Limited budgets and few or no technical experts on staff, small businesses generally have weak security. Cyber criminals have taken notice. In 2010, the U.S. Secret Service and Verizon Communications Inc.s forensic analysis unit, which investigates attacks, responded to a combined 761 data breaches, up from 141 in 2009. Of those, 482, or 63%, were at companies with 100 employees or fewer. Visa Inc. estimates about 95% of the credit-card data breaches it discovers are on its smallest business customers.
Read the whole article if you think it cant happen to you but odds are that you have some network security and data protection problems that can be fixed very easily and you wont need to go through all of the expensive remedies the gentleman had to go through.
Here are 3 simple things you can do to improve your small business information security:
Improve Your Password
Far too many businesses do not enforce strict password guidelines which makes it easy for a hacker to get into your system. Passwords such as 1234, love, password and qwerty may seem cute and are easy to remember, but believe it or not, hackers know that people are too lazy to choose strong passwords. If your password is not on this list, congratulations, but hackers have lists of thousands of common words, names, dates, and products that they use to evade IT security. Why make it easy for them?
Strong passwords are at least 8 characters long and consist of a combination of capital and lower case letters, numbers and symbols. Instead of using your boyfriends name Jason, try using *JAson98! or (jAsOn98). Anyting is better than using a word anyone can guess.
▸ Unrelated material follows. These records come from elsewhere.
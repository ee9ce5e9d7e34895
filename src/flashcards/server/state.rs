use std::sync::{Arc, Mutex};

use crate::api::FlashcardApi;
use crate::error::{FlashcardError, Result};
use crate::store::DataStore;

/// Shared server state. Store access is serialized through a single lock.
pub struct AppState<S: DataStore> {
    api: Mutex<FlashcardApi<S>>,
}

impl<S: DataStore + Send + 'static> AppState<S> {
    pub fn new(store: S) -> Arc<Self> {
        Arc::new(Self {
            api: Mutex::new(FlashcardApi::new(store)),
        })
    }

    /// Runs `op` against the API on the blocking pool. Stores do synchronous
    /// file I/O, so the lock is taken there rather than on a runtime worker.
    pub async fn with_api<T, F>(self: &Arc<Self>, op: F) -> Result<T>
    where
        F: FnOnce(&mut FlashcardApi<S>) -> Result<T> + Send + 'static,
        T: Send + 'static,
    {
        let state = Arc::clone(self);
        tokio::task::spawn_blocking(move || {
            let mut api = state
                .api
                .lock()
                .map_err(|_| FlashcardError::Store("store lock poisoned".to_string()))?;
            op(&mut api)
        })
        .await
        .map_err(|e| FlashcardError::Store(format!("store task failed: {e}")))?
    }
}
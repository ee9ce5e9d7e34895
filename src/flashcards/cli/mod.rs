//! Terminal front-end: argument parsing, handlers and printing.
//!
//! `serve` runs the API in-process; every other command talks to a running
//! server through the library's client and controller.

mod args;
mod print;
mod review;

use std::io::{BufRead, Write};
use std::path::PathBuf;

use flashcards::client::{ClientError, FlashcardClient};
use flashcards::config::FlashcardsConfig;
use flashcards::controller::{FlashcardController, SubmitError};
use flashcards::error::FlashcardError;
use flashcards::form::{FlashcardForm, TopicOption};
use flashcards::model::FlashcardId;
use flashcards::server;
use flashcards::session::TopicFilter;
use flashcards::store::fs::FileStore;
use flashcards::store::memory::InMemoryStore;
use flashcards::validation::{normalize_topic, DEFAULT_TOPIC};
use thiserror::Error;
use tracing::info;

pub use args::{Cli, Commands};
use print::{print_cards, print_full_card, print_success, print_topics, print_warning};

#[derive(Error, Debug)]
pub enum CliError {
    #[error("{0}")]
    Flashcards(#[from] FlashcardError),

    #[error("{0}")]
    Client(#[from] ClientError),

    #[error("{0}")]
    Submit(#[from] SubmitError),

    #[error("IO error: {0}")]
    Io(#[from] std::io::Error),
}

pub type CliResult<T> = std::result::Result<T, CliError>;

pub async fn run(cli: Cli) -> CliResult<()> {
    let mut config = FlashcardsConfig::from_environment()?;
    if let Some(server) = &cli.server {
        config.server_url = server.clone();
    }

    match cli.command {
        Some(Commands::Serve {
            port,
            data_dir,
            in_memory,
        }) => handle_serve(config, port, data_dir, in_memory).await,
        Some(Commands::List { topic }) => handle_list(&config, topic).await,
        Some(Commands::Show { id }) => handle_show(&config, &id).await,
        Some(Commands::Add {
            term,
            definition,
            topic,
        }) => handle_add(&config, term, definition, topic).await,
        Some(Commands::Edit {
            id,
            term,
            definition,
            topic,
        }) => handle_edit(&config, &id, term, definition, topic).await,
        Some(Commands::Delete { id, yes }) => handle_delete(&config, &id, yes).await,
        Some(Commands::Topics) => handle_topics(&config).await,
        Some(Commands::Review { topic }) => {
            let mut controller = controller(&config);
            review::run(&mut controller, topic).await
        }
        None => handle_list(&config, None).await,
    }
}

fn controller(config: &FlashcardsConfig) -> FlashcardController {
    FlashcardController::new(FlashcardClient::new(config.server_url.clone()))
}

fn parse_id(raw: &str) -> CliResult<FlashcardId> {
    Ok(raw.trim().parse::<FlashcardId>()?)
}

/// Picks the dropdown entry for `topic`: a known topic, or the custom path.
fn choose_topic(form: &mut FlashcardForm, controller: &FlashcardController, topic: &str) {
    let normalized = normalize_topic(topic);
    if controller.session().topics().contains(&normalized) {
        form.choose_topic(TopicOption::Known(normalized));
    } else {
        form.choose_topic(TopicOption::Custom);
        form.type_custom_topic(topic);
    }
}

async fn handle_serve(
    mut config: FlashcardsConfig,
    port: Option<u16>,
    data_dir: Option<PathBuf>,
    in_memory: bool,
) -> CliResult<()> {
    if let Some(port) = port {
        config.port = port;
    }
    if let Some(dir) = data_dir {
        config.data_dir = Some(dir);
    }

    if in_memory {
        info!("Using in-memory store");
        server::serve(InMemoryStore::new(), &config).await?;
    } else {
        let root = config.data_dir()?;
        info!("Using data directory {}", root.display());
        server::serve(FileStore::new(root), &config).await?;
    }
    Ok(())
}

async fn handle_list(config: &FlashcardsConfig, topic: Option<String>) -> CliResult<()> {
    let mut controller = controller(config);
    controller.load().await?;

    if let Some(topic) = topic {
        controller
            .session_mut()
            .filter_by_topic(TopicFilter::Topic(normalize_topic(&topic)));
    }
    let visible: Vec<_> = controller.session().visible().collect();
    print_cards(&visible);
    Ok(())
}

async fn handle_show(config: &FlashcardsConfig, id: &str) -> CliResult<()> {
    let id = parse_id(id)?;
    let card = controller(config).client().get(&id).await?;
    print_full_card(&card);
    Ok(())
}

async fn handle_add(
    config: &FlashcardsConfig,
    term: String,
    definition: String,
    topic: Option<String>,
) -> CliResult<()> {
    let mut controller = controller(config);
    let mut form = FlashcardForm::for_add();
    form.term = term;
    form.definition = definition;
    choose_topic(
        &mut form,
        &controller,
        topic.as_deref().unwrap_or(DEFAULT_TOPIC),
    );

    let card = controller.submit(&mut form).await?;
    print_success(&format!(
        "Flashcard created ({}): {} [{}]",
        card.id, card.term, card.topic
    ));
    Ok(())
}

async fn handle_edit(
    config: &FlashcardsConfig,
    id: &str,
    term: Option<String>,
    definition: Option<String>,
    topic: Option<String>,
) -> CliResult<()> {
    let id = parse_id(id)?;
    let mut controller = controller(config);
    let card = controller.client().get(&id).await?;

    let mut form = FlashcardForm::for_edit(&card, controller.session().topics());
    if let Some(term) = term {
        form.term = term;
    }
    if let Some(definition) = definition {
        form.definition = definition;
    }
    if let Some(topic) = topic {
        choose_topic(&mut form, &controller, &topic);
    }

    let updated = controller.submit(&mut form).await?;
    print_full_card(&updated);
    Ok(())
}

async fn handle_delete(config: &FlashcardsConfig, id: &str, yes: bool) -> CliResult<()> {
    let id = parse_id(id)?;
    if !yes && !confirm("Are you sure you want to delete this card?")? {
        print_warning("Cancelled.");
        return Ok(());
    }

    let message = controller(config).delete(&id).await?;
    print_success(&message);
    Ok(())
}

async fn handle_topics(config: &FlashcardsConfig) -> CliResult<()> {
    let mut controller = controller(config);
    controller.load().await?;
    print_topics(controller.session());
    Ok(())
}

fn confirm(question: &str) -> CliResult<bool> {
    print!("{} [y/N] ", question);
    std::io::stdout().flush()?;
    let mut answer = String::new();
    std::io::stdin().lock().read_line(&mut answer)?;
    Ok(matches!(answer.trim(), "y" | "Y" | "yes"))
}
And, for goodness sake, change your password every 3 months. This will help lock out anyone who has infiltrated your system. Remember to change your password after employees leave and delete their login accounts. Good terms or bad, if they no longer receive a check, they should not be able to gain access. I know of an ex-employee who threw out a folder of hand written notes which contained his username, password, email server, network login, IP addresses and enough information for anyone snooping in our trash to have root access to our entire network. I found the folder and shredded the documents. Do not leave sticky notes with the password on the monitor, under your keyboard or in your drawer. Everyone knows where to look.
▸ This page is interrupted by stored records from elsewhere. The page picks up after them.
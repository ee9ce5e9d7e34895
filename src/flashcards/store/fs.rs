use super::DataStore;
use crate::error::{FlashcardError, Result};
use crate::model::{Flashcard, FlashcardId};
use std::collections::HashMap;
use std::fs;
use std::path::{Path, PathBuf};

const DATA_FILENAME: &str = "flashcards.json";

pub struct FileStore {
    root: PathBuf,
}

impl FileStore {
    pub fn new(root: PathBuf) -> Self {
        Self { root }
    }

    pub fn root(&self) -> &Path {
        &self.root
    }

    pub fn data_file(&self) -> PathBuf {
        self.root.join(DATA_FILENAME)
    }

    fn ensure_dir(&self) -> Result<()> {
        if !self.root.exists() {
            fs::create_dir_all(&self.root).map_err(FlashcardError::Io)?;
        }
        Ok(())
    }

    fn load(&self) -> Result<HashMap<FlashcardId, Flashcard>> {
        let data_file = self.data_file();
        if !data_file.exists() {
            return Ok(HashMap::new());
        }
        let content = fs::read_to_string(data_file).map_err(FlashcardError::Io)?;
        if content.trim().is_empty() {
            return Ok(HashMap::new());
        }
        let cards: HashMap<FlashcardId, Flashcard> =
            serde_json::from_str(&content).map_err(FlashcardError::Serialization)?;
        Ok(cards)
    }

    fn persist(&self, cards: &HashMap<FlashcardId, Flashcard>) -> Result<()> {
        self.ensure_dir()?;
        let content = serde_json::to_string_pretty(cards).map_err(FlashcardError::Serialization)?;

        // Write next to the target, then rename over it so readers never see a partial file
        let data_file = self.data_file();
        let tmp_file = self.root.join(format!("{}.tmp", DATA_FILENAME));
        fs::write(&tmp_file, content).map_err(FlashcardError::Io)?;
        fs::rename(&tmp_file, &data_file).map_err(FlashcardError::Io)?;
        Ok(())
    }
}

impl DataStore for FileStore {
    fn save_card(&mut self, card: &Flashcard) -> Result<()> {
        let mut cards = self.load()?;
        cards.insert(card.id, card.clone());
        self.persist(&cards)
    }

    fn get_card(&self, id: &FlashcardId) -> Result<Flashcard> {
        let mut cards = self.load()?;
        cards.remove(id).ok_or(FlashcardError::NotFound(*id))
    }

    fn list_cards(&self) -> Result<Vec<Flashcard>> {
        Ok(self.load()?.into_values().collect())
    }

    fn delete_card(&mut self, id: &FlashcardId) -> Result<Flashcard> {
        let mut cards = self.load()?;
        let removed = cards.remove(id).ok_or(FlashcardError::NotFound(*id))?;
        self.persist(&cards)?;
        Ok(removed)
    }
}

#[cfg(test)]
mod tests {
    use super::*;
    use tempfile::TempDir;

    fn setup() -> (TempDir, FileStore) {
        let dir = TempDir::new().unwrap();
        let store = FileStore::new(dir.path().join("data"));
        (dir, store)
    }

    #[test]
    fn empty_store_lists_nothing() {
        let (_dir, store) = setup();
        assert!(store.list_cards().unwrap().is_empty());
    }

    #[test]
    fn records_survive_a_new_instance() {
        let (dir, mut store) = setup();
        let card = Flashcard::new("Term".into(), "Definition".into(), "Topic".into());
        store.save_card(&card).unwrap();

        let reopened = FileStore::new(dir.path().join("data"));
        assert_eq!(reopened.get_card(&card.id).unwrap(), card);
        assert_eq!(reopened.list_cards().unwrap().len(), 1);
    }

    #[test]
    fn delete_removes_record_and_reports_missing() {
        let (_dir, mut store) = setup();
        let card = Flashcard::new("Term".into(), "Definition".into(), "Topic".into());
        store.save_card(&card).unwrap();

        let removed = store.delete_card(&card.id).unwrap();
        assert_eq!(removed.id, card.id);
        assert!(matches!(
            store.get_card(&card.id),
            Err(FlashcardError::NotFound(id)) if id == card.id
        ));
        assert!(matches!(
            store.delete_card(&card.id),
            Err(FlashcardError::NotFound(_))
        ));
    }

    #[test]
    fn no_temp_file_left_behind() {
        let (_dir, mut store) = setup();
        let card = Flashcard::new("Term".into(), "Definition".into(), "Topic".into());
        store.save_card(&card).unwrap();

        for entry in fs::read_dir(store.root()).unwrap() {
            let path = entry.unwrap().path();
            let name = path.file_name().unwrap().to_str().unwrap().to_string();
            assert!(!name.ends_with(".tmp"), "Found leftover tmp file: {}", name);
        }
    }

    #[test]
    fn corrupt_data_file_is_a_serialization_error() {
        let (_dir, store) = setup();
        fs::create_dir_all(store.root()).unwrap();
        fs::write(store.data_file(), "{ not json").unwrap();
        assert!(matches!(
            store.list_cards(),
            Err(FlashcardError::Serialization(_))
        ));
    }
}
Keep Your Computers Updated
The longer any software is available, the more time there is to find security holes in it and figure out ways to exploit them. Hackers have nothing better to do than sit around and find faults in software. As these exploits are discovered, the software manufacturers develop patches that close those holes and fend off unwanted intruders for a little while longer. be sure to do all software updates on all of your computers at least once a month.
Use Anti-Virus and Anti-Malware Programs
This is 2011. If you are not using a good anti-virus program then you deserve anything that happens to your data. In the article above, the gentleman had malicious software (malware) on his computer since 2009. This means he was not scanning his computers with updated anti-virus and anti-malware programs. There are free programs out there that will keep your system clean and automatically update themselves daily so you always have the latest patches for any new viruses.
Play an active part in your small business IT security program. It will save you more in the long run.